Marick Press is an independent for profit small press located in Washington D.C. area.

Marick Press publishes 6-18 titles annually in both hardcover and paperback covering a broad spectrum of topic that range from literary non-fiction, creative non-fiction, poetry, fiction and reprint of previously published titles.

Marick Press is a literary publisher, founded to preserve the best work by poets around the world, including many under published women poets.
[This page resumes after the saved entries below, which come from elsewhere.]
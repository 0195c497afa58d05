//! Scroll-gated narrative phase sequencer for the identity section.
//!
//! A fixed sequence of visual beats (rings filling, tokens falling into a
//! bowl, a lid closing, a shape collapsing into a figure, text reveals, a
//! split into two shapes, eyes) plays strictly in order. The scroll wheel is
//! the sole advance trigger; gated phases intercept forward scrolling until
//! their exit animation reports completion. Each gated phase has exactly one
//! admissible transition.

use crate::stage::{AnimationName, ElementId, StageCommand};
use log::*;

/// Terminal phase; all further forward scrolling is swallowed.
///
pub const TERMINAL_PHASE: u8 = 12;

/// First wheel-gated phase. Phases before this are driven by reveal
/// positions and fall through to ordinary scroll handling.
///
const FIRST_GATED_PHASE: u8 = 3;

/// Viewport fraction at which the skills panel starts its ring fill.
///
const SKILLS_REVEAL_FRACTION: f64 = 0.8;

/// Viewport fraction at which the bowl wrapper starts the token drop.
///
const WRAPPER_REVEAL_FRACTION: f64 = 0.7;

const NARRATIVE_TEXT_INTRO: &str = "Manchmal will ich";
const NARRATIVE_TEXT_FULL: &str = "Manchmal will ich\ndie Welt auf\nden Kopf stellen";
const LEFT_EYE_TEXT: &str = "manchmal\nwill\nich";
const RIGHT_EYE_TEXT: &str = "einfach\nmit\nihr\nquatschen";

/// How a gated step finishes: either a one-shot animation-finished signal
/// from the presentation layer, or immediately within the triggering event.
///
#[derive(Debug, Clone, Copy, PartialEq)]
enum Completion {
    Signal {
        element: ElementId,
        animation: AnimationName,
    },
    Immediate,
}

/// One admissible transition of the gated portion of the sequence.
///
#[derive(Debug, Clone, Copy)]
struct GatedStep {
    phase: u8,
    completion: Completion,
}

/// Transition table for the wheel-gated phases. Auditable in one place
/// instead of a ladder of inline conditionals.
///
const GATED_STEPS: [GatedStep; 9] = [
    GatedStep {
        phase: 3,
        completion: Completion::Signal {
            element: ElementId::BowlLid,
            animation: AnimationName::LidClose,
        },
    },
    GatedStep {
        phase: 4,
        completion: Completion::Signal {
            element: ElementId::PersonFigure,
            animation: AnimationName::TransformToBody,
        },
    },
    GatedStep {
        phase: 5,
        completion: Completion::Signal {
            element: ElementId::CircleWrapper,
            animation: AnimationName::RestoreToCircle,
        },
    },
    GatedStep {
        phase: 6,
        completion: Completion::Signal {
            element: ElementId::NarrativeText,
            animation: AnimationName::TextRotate,
        },
    },
    GatedStep {
        phase: 7,
        completion: Completion::Signal {
            element: ElementId::PersonFigure,
            animation: AnimationName::TransformToBody,
        },
    },
    GatedStep {
        phase: 8,
        completion: Completion::Signal {
            element: ElementId::CircleWrapper,
            animation: AnimationName::RestoreToCircle,
        },
    },
    GatedStep {
        phase: 9,
        completion: Completion::Immediate,
    },
    GatedStep {
        phase: 10,
        completion: Completion::Immediate,
    },
    GatedStep {
        phase: 11,
        completion: Completion::Immediate,
    },
];

fn gated_step(phase: u8) -> Option<&'static GatedStep> {
    GATED_STEPS.iter().find(|step| step.phase == phase)
}

/// Presentation work coupled 1:1 to each gated transition. Content swaps
/// happen here, exactly once, atomically with the step.
///
fn step_commands(phase: u8) -> Vec<StageCommand> {
    match phase {
        3 => vec![StageCommand::Animate {
            element: ElementId::BowlLid,
            animation: AnimationName::LidClose,
        }],
        4 => vec![StageCommand::Animate {
            element: ElementId::PersonFigure,
            animation: AnimationName::TransformToBody,
        }],
        // Return to the pre-collapse circle baseline with the first text
        // line; the phase counter itself keeps moving forward.
        5 => vec![
            StageCommand::SetText {
                element: ElementId::NarrativeText,
                text: NARRATIVE_TEXT_INTRO.to_string(),
            },
            StageCommand::SetOpacity {
                element: ElementId::NarrativeText,
                opacity: 1.0,
            },
            StageCommand::Animate {
                element: ElementId::CircleWrapper,
                animation: AnimationName::RestoreToCircle,
            },
        ],
        6 => vec![
            StageCommand::SetText {
                element: ElementId::NarrativeText,
                text: NARRATIVE_TEXT_FULL.to_string(),
            },
            StageCommand::Animate {
                element: ElementId::NarrativeText,
                animation: AnimationName::TextRotate,
            },
        ],
        7 => vec![
            StageCommand::SetOpacity {
                element: ElementId::NarrativeText,
                opacity: 0.0,
            },
            StageCommand::ClearAnimations {
                element: ElementId::CircleWrapper,
            },
            StageCommand::SetOpacity {
                element: ElementId::PersonFigure,
                opacity: 1.0,
            },
            StageCommand::Animate {
                element: ElementId::PersonFigure,
                animation: AnimationName::TransformToBody,
            },
        ],
        8 => vec![
            StageCommand::ClearAnimations {
                element: ElementId::CircleWrapper,
            },
            StageCommand::SetText {
                element: ElementId::NarrativeText,
                text: NARRATIVE_TEXT_INTRO.to_string(),
            },
            StageCommand::Animate {
                element: ElementId::CircleWrapper,
                animation: AnimationName::RestoreToCircle,
            },
        ],
        9 => vec![
            StageCommand::Promote {
                element: ElementId::PersonFigure,
            },
            StageCommand::Animate {
                element: ElementId::CircleWrapper,
                animation: AnimationName::MoveLeft,
            },
            StageCommand::Animate {
                element: ElementId::PersonFigure,
                animation: AnimationName::MoveRight,
            },
            StageCommand::SetOpacity {
                element: ElementId::NarrativeText,
                opacity: 1.0,
            },
        ],
        10 => vec![
            StageCommand::SetOpacity {
                element: ElementId::NarrativeText,
                opacity: 0.0,
            },
            StageCommand::Spawn {
                element: ElementId::LeftEye,
            },
            StageCommand::Spawn {
                element: ElementId::RightEye,
            },
            StageCommand::Animate {
                element: ElementId::LeftEye,
                animation: AnimationName::EyeAppear,
            },
            StageCommand::Animate {
                element: ElementId::RightEye,
                animation: AnimationName::EyeAppear,
            },
        ],
        11 => vec![
            StageCommand::Spawn {
                element: ElementId::LeftEyeText,
            },
            StageCommand::SetText {
                element: ElementId::LeftEyeText,
                text: LEFT_EYE_TEXT.to_string(),
            },
            StageCommand::Spawn {
                element: ElementId::RightEyeText,
            },
            StageCommand::SetText {
                element: ElementId::RightEyeText,
                text: RIGHT_EYE_TEXT.to_string(),
            },
        ],
        _ => vec![],
    }
}

/// Result of feeding one wheel event to the sequencer.
///
#[derive(Debug, Clone, PartialEq, Default)]
pub struct WheelOutcome {
    /// Whether the default scroll action must be suppressed.
    pub suppress_default: bool,
    /// Whether the event was consumed by the sequencer at all. When false,
    /// the event falls through to ordinary scroll handling.
    pub consumed: bool,
    /// Presentation work triggered by this event.
    pub commands: Vec<StageCommand>,
}

/// The 13-phase, strictly-forward state machine gating scroll input while
/// the identity detail view is active.
///
#[derive(Debug, Clone, Default)]
pub struct PhaseSequencer {
    phase: u8,
    in_flight: Option<(ElementId, AnimationName)>,
    active: bool,
}

impl PhaseSequencer {
    pub fn new() -> Self {
        Self::default()
    }

    pub fn phase(&self) -> u8 {
        self.phase
    }

    pub fn is_active(&self) -> bool {
        self.active
    }

    pub fn is_in_flight(&self) -> bool {
        self.in_flight.is_some()
    }

    /// Start (or restart) the sequence when the identity detail view is
    /// entered. The phase counter resets to 0.
    ///
    pub fn attach(&mut self) {
        self.active = true;
        self.phase = 0;
        self.in_flight = None;
        debug!("Phase sequence attached, phase reset to 0.");
    }

    /// Detach from scroll events when the detail view closes or the section
    /// is exited.
    ///
    pub fn detach(&mut self) {
        self.active = false;
        self.phase = 0;
        self.in_flight = None;
        debug!("Phase sequence detached.");
    }

    /// Feed reveal-anchor positions from the shared scroll stream. The two
    /// earliest transitions are driven by content crossing fixed viewport
    /// fractions rather than by gated wheel events.
    ///
    pub fn on_reveal(
        &mut self,
        skills_top: f64,
        wrapper_top: f64,
        viewport_height: f64,
    ) -> Vec<StageCommand> {
        if !self.active {
            return vec![];
        }

        let mut commands = vec![];

        if self.phase == 0 && skills_top < viewport_height * SKILLS_REVEAL_FRACTION {
            self.phase = 1;
            debug!("Skills panel revealed, phase -> 1.");
            commands.push(StageCommand::SetOpacity {
                element: ElementId::SkillsPanel,
                opacity: 1.0,
            });
        }

        if self.phase == 1 && wrapper_top < viewport_height * WRAPPER_REVEAL_FRACTION {
            self.phase = 2;
            self.in_flight = Some((ElementId::CircleWrapper, AnimationName::BallDrop));
            debug!("Token drop started, phase -> 2.");
            commands.push(StageCommand::SetOpacity {
                element: ElementId::CircleWrapper,
                opacity: 1.0,
            });
            commands.push(StageCommand::Animate {
                element: ElementId::CircleWrapper,
                animation: AnimationName::BallDrop,
            });
        }

        commands
    }

    /// Feed one wheel event. Only forward (positive-delta) events interact
    /// with gated phases; everything else falls through.
    ///
    pub fn on_wheel(&mut self, delta_y: f64) -> WheelOutcome {
        if !self.active || delta_y <= 0.0 {
            return WheelOutcome::default();
        }

        if self.phase >= TERMINAL_PHASE {
            // Sequence exhausted; swallow with no effect.
            return WheelOutcome {
                suppress_default: true,
                consumed: true,
                commands: vec![],
            };
        }

        if self.phase < FIRST_GATED_PHASE {
            return WheelOutcome::default();
        }

        let step = match gated_step(self.phase) {
            Some(step) => step,
            None => return WheelOutcome::default(),
        };

        if self.in_flight.is_some() {
            // Exit animation already playing; keep the page pinned but do
            // not start a second one.
            return WheelOutcome {
                suppress_default: true,
                consumed: true,
                commands: vec![],
            };
        }

        let commands = step_commands(step.phase);
        match step.completion {
            Completion::Signal { element, animation } => {
                self.in_flight = Some((element, animation));
                debug!(
                    "Phase {} exit animation started ({:?} on {:?}).",
                    self.phase, animation, element
                );
            }
            Completion::Immediate => {
                self.phase += 1;
                debug!("Phase advanced immediately to {}.", self.phase);
            }
        }

        WheelOutcome {
            suppress_default: true,
            consumed: true,
            commands,
        }
    }

    /// One-shot animation-finished signal from the presentation layer. The
    /// phase increments by exactly 1 when the signal matches the pending
    /// transition; anything else is logged and ignored.
    ///
    pub fn on_transition_end(&mut self, element: ElementId, animation: AnimationName) -> bool {
        match self.in_flight {
            Some((pending_element, pending_animation))
                if pending_element == element && pending_animation == animation =>
            {
                self.in_flight = None;
                self.phase += 1;
                debug!("Transition finished, phase -> {}.", self.phase);
                true
            }
            _ => {
                debug!(
                    "Ignoring unexpected transition end ({:?}, {:?}).",
                    element, animation
                );
                false
            }
        }
    }
}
Marick Press seeks out and publishes the best new work from an eclectic range of aesthetics —work that is technically accomplished, distinctive in style, and thematically fresh.

==History==
Marick Press is a for-profit publishing house that was founded in Grosse Pointe Park, Michigan, in 2005. Mariela Griffor, founder and publisher, has won prizes in Europe, South America and the US for her poetry. Under Griffor's leadership Marick has attracted nationally and internationally known writers to its editorial staff. Marick published its first three books at a joint launch with the Detroit Institute of the Arts in April 2006. In 2007 the press published its first novel. By 2011 the press published such acclaimed authors as Paul Celan, Jerome Rothenberg, Alicia Ostriker, Franz Wright, Lars Ahlstroem, Charlee Brodsky, Derick Burleson, Peter Conners, Jim Daniels, Chard DeNiord, Regina Derieva, Sean Thomas Dougherty, Jorge Etcheverry, Brian Evenson, Robert Fanning, Piotr Florczyk, Robin Fulton, Katie Ford, Gunnar Harding, Jim Harms, James Hart III, Anselm Hollo, Laird Hunt, Kawita Kandpal, James Kates, Susan Kelly-DeWitt, Joshua Kornreich, Gerry LaFemina, David Dodd Lee, Francesco Levato, Petter Lindgren, Robert Lipton, David Matlin, Caroline Maun, Jane McCafferty, Ray McManus, Malena Morling, Alicia Ostriker, Daniel Padilla, Dawn Paul, William Rowe, Jim Schley, Mary Sanders Smith, Alexander Suczek, Russell Thorburn, G.C.Waldrep,
David Young, Raul Zurita, Eliana Deborah Langiu, Richard Frost, Todd Swift, Karina Borowicz, Ming Di, Jennifer Tseng, Travis Wayne Denton, Dario Jaramillo Agudelo, Don Share, Christophe Claro, Chad Sweeney, Kjell Espmark, Ingela Strandberg, and Goran Malmqvist. The press also continues with its legacy of publishing promising new authors including Katie Farris, Ilya Kaminsky, Jim Schley, Giuseppe Bartoli, and others.
The press had many successes publishing poetry. In 2015, Marick Press moved its publishing operations to Washington D.C.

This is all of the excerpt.